One main issue we had was late in my pregnancy she really hit rock bottom with the health issues. I felt she was lying about the cause of some of her issues to excuse her bad habits. Not eating well, still smoking and mistaking medications. She always seemed completely out of it and on verge of falling over when I’d see her. She kept insisting she babysit our infant son. And because I was always a nervous wreak around her, she really begged that she watch him alone. I was like hell no! My other family thought I was over reacting and I needed to let her have anything she wanted. It was tough to have the conversation with her but I finally said she needed to focus on getting herself healthy and not the stress of babysitting an infant. And I compromised that I would bring him over more often for visits.

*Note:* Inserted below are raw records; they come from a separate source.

//! ==============================================================================
//! state.rs - ViewState and its rendering
//! ==============================================================================
//!
//! ViewState starts as Loading and settles exactly once, on Success or
//! Failure. render() turns it into a RenderedView, a framework-free
//! description the leptos view maps onto the DOM and tests read as text.
//!
//! ==============================================================================

use serde_json::Value;

use crate::api::RequestFailure;

pub const HEADING: &str = "Signup Request";
pub const LOADING_TEXT: &str = "Loading...";
pub const DATA_HEADING: &str = "Data from Backend:";

#[derive(Debug, Clone, PartialEq, Default)]
pub enum ViewState {
    #[default]
    Loading,
    Success(Value),
    Failure(String),
}

impl ViewState {
    pub fn is_settled(&self) -> bool {
        !matches!(self, ViewState::Loading)
    }

    /// Apply the request outcome. Returns false, leaving the state
    /// untouched, if it has already settled.
    pub fn resolve(&mut self, outcome: Result<Value, RequestFailure>) -> bool {
        if self.is_settled() {
            return false;
        }
        *self = match outcome {
            Ok(data) => ViewState::Success(data),
            Err(failure) => ViewState::Failure(failure.to_string()),
        };
        true
    }

    pub fn render(&self) -> RenderedView {
        let error_line = match self {
            ViewState::Failure(message) => Some(format!("Error: {}", message)),
            _ => None,
        };
        // the data block only exists once there is data; everything
        // else, failures included, keeps the loading indicator
        let body = match self {
            ViewState::Success(data) => Body::Data {
                heading: DATA_HEADING,
                json: pretty_json(data),
            },
            _ => Body::Loading(LOADING_TEXT),
        };

        RenderedView {
            heading: HEADING,
            error_line,
            body,
        }
    }
}

#[derive(Debug, Clone, PartialEq)]
pub enum Body {
    Loading(&'static str),
    Data { heading: &'static str, json: String },
}

#[derive(Debug, Clone, PartialEq)]
pub struct RenderedView {
    pub heading: &'static str,
    pub error_line: Option<String>,
    pub body: Body,
}

impl RenderedView {
    pub fn has_data(&self) -> bool {
        matches!(self.body, Body::Data { .. })
    }

    /// Plain-text form, one block per line, in DOM order
    pub fn to_text(&self) -> String {
        let mut lines = vec![self.heading.to_string()];
        if let Some(line) = &self.error_line {
            lines.push(line.clone());
        }
        match &self.body {
            Body::Loading(text) => lines.push(text.to_string()),
            Body::Data { heading, json } => {
                lines.push(heading.to_string());
                lines.push(json.clone());
            }
        }
        lines.join("\n")
    }
}

/// Two-space indented JSON, same layout as JSON.stringify(v, null, 2)
fn pretty_json(value: &Value) -> String {
    serde_json::to_string_pretty(value).unwrap_or_else(|_| value.to_string())
}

So, here’s the thing. People find themselves in scary and aweful situations. They need our support. But supporting someone is not the same as giving them what they want, when they want it – despite the needs of others involved. You still need to think of your life, your DH’s life and especially your son’s life. Be supportive of your MIL’s health issues but do not feel pressured to bump your personal limits to the wayside.

Send your MIL positive thoughts that she will be ok and perhaps even better (body, mind and heart) then before. Sometimes health scares can bring about “aha” moments for whole families.

Blessings,

Rhianna
post #40 of 89
wow! s what a horrible situation.
I don't know what I would do. but I don't think the fact that she now knows she has cancer really changes much. If I were in your situation, I would probably let her know (without my son around) that I feel terrible for her, and love her, and want to be there anytime I can. I would, at the same time, make it obvious that I am not forgetting what has happened. Idk if I would necc SAY anything, but with my actions I would show her that I am keeping a distance (emotionally and otherwise neccesary) because she can't be trusted.